1. Bonjour Stéphanie Hochet, merci de répondre à nos questions pour le Journal LE MAGUE. Votre roman s’appelle « Les infernales » et celui-ci commence par une citation en exergue de Barbey D’Aurevilly. De plus il y a des références implicites à Clouzot dans votre texte. Pourquoi donc avez-vous tenu à ces hommages en filigrane ?

C’est-à-dire que lorsque j’ai apporté mon manuscrit à mon éditeur Jean-Marc Roberts, je suis venu avec mon titre, car je fais toujours mes titres moi-même. Celui-ci lui a plu et je lui ai dit en riant « Les diaboliques » c’était déjà pris ! Ensuite il a vu la citation en exergue et en effet et il n’a pas été étonné. Barbey est l’un de mes écrivains préférés. Le film de Clouzot m’a impressionné et il y a cette ambiance-là, c’est certain, dans le livre dans le sens de l’association infernale qui se sépare et se retrouve. Un jeu de vipères, une manipulation entre une ancienne petite fille et une autre ancienne petite fille qui s’associent dans un jeu particulier avec l’amitié et la littérature en toile de fond.

2. Ce n’est pas une autofiction mais vous semblez être très intime avec cette histoire, il y a, en tout cas, un vrai ton qui vous ressemble ?

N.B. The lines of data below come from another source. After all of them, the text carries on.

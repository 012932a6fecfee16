use serde::{Deserialize, Serialize};

/// Common math type re-exported for convenience.
pub use glam::Vec2;

/// Packed RGBA color (`0xRRGGBBAA`).
#[derive(Debug, Clone, Copy, PartialEq, Eq, Hash, Serialize, Deserialize)]
pub struct Color(pub u32);

impl Color {
    pub const RED: Color = Color(0xFF00_00FF);
    pub const GREEN: Color = Color(0x00FF_00FF);
    pub const BLUE: Color = Color(0x0000_FFFF);
    pub const MAGENTA: Color = Color(0xFF00_FFFF);
    pub const CYAN: Color = Color(0x00FF_FFFF);
    pub const YELLOW: Color = Color(0xFFFF_00FF);

    /// Palette new balls are colored from.
    pub const PALETTE: [Color; 6] = [
        Color::RED,
        Color::GREEN,
        Color::BLUE,
        Color::MAGENTA,
        Color::CYAN,
        Color::YELLOW,
    ];

    pub const fn rgba(r: u8, g: u8, b: u8, a: u8) -> Self {
        Self(((r as u32) << 24) | ((g as u32) << 16) | ((b as u32) << 8) | a as u32)
    }

    pub const fn r(self) -> u8 {
        (self.0 >> 24) as u8
    }

    pub const fn g(self) -> u8 {
        (self.0 >> 16) as u8
    }

    pub const fn b(self) -> u8 {
        (self.0 >> 8) as u8
    }

    pub const fn a(self) -> u8 {
        self.0 as u8
    }

    /// Normalized channels, as a shader would consume them.
    pub fn to_f32_array(self) -> [f32; 4] {
        [self.r(), self.g(), self.b(), self.a()].map(|c| c as f32 / 255.0)
    }
}

impl Default for Color {
    fn default() -> Self {
        Color::RED
    }
}

/// Axis-aligned arena spanning `[0, width] x [0, height]`, y pointing down.
#[derive(Debug, Clone, Copy, PartialEq, Serialize, Deserialize)]
pub struct Bounds {
    pub width: f32,
    pub height: f32,
}

impl Bounds {
    pub fn new(width: f32, height: f32) -> Self {
        Self { width, height }
    }

    pub fn size(&self) -> Vec2 {
        Vec2::new(self.width, self.height)
    }

    /// Whether a disc of `radius` at `position` lies fully inside, within `epsilon`.
    pub fn contains_disc(&self, position: Vec2, radius: f32, epsilon: f32) -> bool {
        position.x >= radius - epsilon
            && position.x <= self.width - radius + epsilon
            && position.y >= radius - epsilon
            && position.y <= self.height - radius + epsilon
    }
}
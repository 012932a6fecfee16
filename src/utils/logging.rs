use log::{log_enabled, trace, warn, Level};
use std::time::{Duration, Instant};

/// Scoped timer that traces how long a labelled section took.
pub struct ScopedTimer<'a> {
    label: &'a str,
    start: Instant,
}

impl<'a> ScopedTimer<'a> {
    pub fn new(label: &'a str) -> Self {
        if log_enabled!(Level::Trace) {
            trace!("start {label}");
        }
        Self {
            label,
            start: Instant::now(),
        }
    }
}

impl Drop for ScopedTimer<'_> {
    fn drop(&mut self) {
        if log_enabled!(Level::Trace) {
            trace!(
                "end {} ({} µs)",
                self.label,
                self.start.elapsed().as_micros()
            );
        }
    }
}

/// Warns when a tick or frame took longer than its budget. Returns true on overrun.
pub fn warn_if_budget_exceeded(what: &str, duration: Duration, budget: Duration) -> bool {
    if duration <= budget {
        return false;
    }
    warn!(
        "{what} exceeded budget: {:.2} ms > {:.2} ms",
        duration.as_secs_f64() * 1000.0,
        budget.as_secs_f64() * 1000.0
    );
    true
}
//! Bouncing Balls – concurrent 2D ball physics for Rust.
//!
//! Circular bodies bounce inside a rectangular arena under gravity. A
//! background thread advances the world at a fixed physics rate (uniform grid
//! broad-phase, impulse response with positional correction, wall
//! reflection) and publishes complete frames that a display loop samples at
//! its own rate.
//!
//! ```no_run
//! use bouncing_balls::{DisplayLoop, GraphicsContext, NoopPresenter, Simulation};
//!
//! # fn main() -> bouncing_balls::Result<()> {
//! let simulation = Simulation::new(50, 1400.0, 900.0)?;
//! simulation.start()?;
//!
//! let context = GraphicsContext::new("balls", simulation.bounds());
//! let mut presenter = NoopPresenter::with_frame_limit(120);
//! DisplayLoop::default().run(&simulation, &context, &mut presenter)?;
//!
//! simulation.stop();
//! # Ok(())
//! # }
//! ```

pub mod collision;
pub mod config;
pub mod core;
pub mod dynamics;
pub mod error;
pub mod pipeline;
pub mod present;
pub mod utils;
pub mod world;

pub use glam::Vec2;

pub use collision::{broadphase::SpatialGrid, narrowphase::CircleContact};
pub use config::{SimConfig, SimConstants};
pub use crate::core::{
    ball::{Ball, BallId},
    types::{Bounds, Color},
};
pub use dynamics::{
    integrator::BodyIntegrator,
    solver::{CollisionResolver, ContactSettings, PairOutcome},
};
pub use error::{ErrorKind, Result, SimError};
pub use pipeline::{MetricsSnapshot, RunState, Simulation, SimulationBuilder, Snapshot};
pub use present::{DisplayLoop, DisplayStats, GraphicsContext, NoopPresenter, Presenter};
pub use world::{BallWorld, PlacementReport, SpawnConfig, TickReport};
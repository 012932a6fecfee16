//! Runs the simulation with a presenter that logs instead of drawing.
//!
//! `RUST_LOG=info cargo run --example headless -- 80`

use bouncing_balls::*;
use log::info;
use std::time::Duration;

/// Logs a one-line summary of every 60th frame.
struct LogPresenter {
    frames: u64,
}

impl Presenter for LogPresenter {
    fn name(&self) -> &str {
        "log"
    }

    fn attach(&mut self, context: &GraphicsContext) -> Result<()> {
        let viewport = context.viewport();
        info!(
            "presenting '{}' at {}x{}",
            context.title(),
            viewport.width,
            viewport.height
        );
        Ok(())
    }

    fn render(&mut self, frame: &Snapshot, fps: f64) -> Result<()> {
        self.frames += 1;
        if self.frames % 60 == 0 {
            let energy = utils::math::total_kinetic_energy(frame.balls());
            info!(
                "tick {:>6} | t {:>6.2}s | {} balls | KE {:>10.1} | {:.1} fps",
                frame.tick(),
                frame.sim_time(),
                frame.len(),
                energy,
                fps
            );
        }
        Ok(())
    }
}

fn main() -> Result<()> {
    env_logger::Builder::from_env(env_logger::Env::default().default_filter_or("info")).init();

    let count = std::env::args()
        .nth(1)
        .and_then(|arg| arg.parse().ok())
        .unwrap_or(config::DEFAULT_BALL_COUNT);

    let simulation = Simulation::new(count, config::DEFAULT_ARENA_WIDTH, config::DEFAULT_ARENA_HEIGHT)?;
    simulation.start()?;

    let context = GraphicsContext::new("bouncing balls", simulation.bounds());
    let mut presenter = LogPresenter { frames: 0 };
    let stats = DisplayLoop::default()
        .with_time_limit(Duration::from_secs(5))
        .run(&simulation, &context, &mut presenter)?;

    simulation.stop();
    let metrics = simulation.metrics();
    info!(
        "{} frames ({} dropped), {} physics steps, {} contacts, {:.1} Hz physics",
        stats.frames, stats.dropped, metrics.physics_steps, metrics.contacts, metrics.physics_rate
    );
    Ok(())
}
//! Presentation seam. A presenter receives complete frames and draws a filled
//! disc per ball; windowing and rasterization live behind this trait.

pub mod display_loop;

pub use display_loop::{DisplayLoop, DisplayStats};

use log::debug;

use crate::{
    core::types::{Bounds, Color},
    error::Result,
    pipeline::frame::Snapshot,
};

/// Presentation resources created once by the host and handed to the
/// presenter by reference.
#[derive(Debug, Clone, PartialEq)]
pub struct GraphicsContext {
    title: String,
    viewport: Bounds,
    background: Color,
}

impl GraphicsContext {
    pub fn new(title: impl Into<String>, viewport: Bounds) -> Self {
        Self {
            title: title.into(),
            viewport,
            background: Color::rgba(0, 0, 0, 0xFF),
        }
    }

    pub fn with_background(mut self, background: Color) -> Self {
        self.background = background;
        self
    }

    pub fn title(&self) -> &str {
        &self.title
    }

    pub fn viewport(&self) -> Bounds {
        self.viewport
    }

    pub fn background(&self) -> Color {
        self.background
    }
}

/// Consumer of published frames.
pub trait Presenter {
    fn name(&self) -> &str;

    /// Binds the presenter to its graphics resources before the first frame.
    fn attach(&mut self, _context: &GraphicsContext) -> Result<()> {
        Ok(())
    }

    /// Draws every ball of `frame` as a filled disc. `fps` is the achieved display rate.
    fn render(&mut self, frame: &Snapshot, fps: f64) -> Result<()>;

    /// Whether the host asked to close (window closed, frame budget spent, ...).
    fn should_close(&self) -> bool {
        false
    }
}

/// Presenter that draws nothing and only tracks what it was given.
#[derive(Debug, Default, Clone)]
pub struct NoopPresenter {
    frames: u64,
    last_tick: u64,
    last_fps: f64,
    frame_limit: Option<u64>,
}

impl NoopPresenter {
    pub fn new() -> Self {
        Self::default()
    }

    /// Requests close after `limit` rendered frames.
    pub fn with_frame_limit(limit: u64) -> Self {
        Self {
            frame_limit: Some(limit),
            ..Self::default()
        }
    }

    pub fn frames(&self) -> u64 {
        self.frames
    }

    pub fn last_tick(&self) -> u64 {
        self.last_tick
    }

    pub fn last_fps(&self) -> f64 {
        self.last_fps
    }
}

impl Presenter for NoopPresenter {
    fn name(&self) -> &str {
        "noop"
    }

    fn attach(&mut self, context: &GraphicsContext) -> Result<()> {
        debug!("noop presenter attached to '{}'", context.title());
        Ok(())
    }

    fn render(&mut self, frame: &Snapshot, fps: f64) -> Result<()> {
        self.frames += 1;
        self.last_tick = frame.tick();
        self.last_fps = fps;
        Ok(())
    }

    fn should_close(&self) -> bool {
        self.frame_limit
            .is_some_and(|limit| self.frames >= limit)
    }
}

Oui, c’est le livre dont le ton me ressemble le plus, je crois. Un ton « lapidaire » avec des phrases longues et courtes mais une écriture que l’on peut dire resserrée, avec son rythme propre. J’ai cette voix-là dans la vie ou disons un timbre très proche.

3. Comment avez-vous imaginé cette histoire ?

Au départ j’avais cette idée de mettre en relation deux personnages, deux filles. Une enfant pub, comme je l’appelle, prodige et une autre qui mettrait plus de temps à triompher, à se réaliser. En fait j’ai découvert cette histoire au fur et à mesure du roman. Je me suis laissée entraîner par l’Ecriture.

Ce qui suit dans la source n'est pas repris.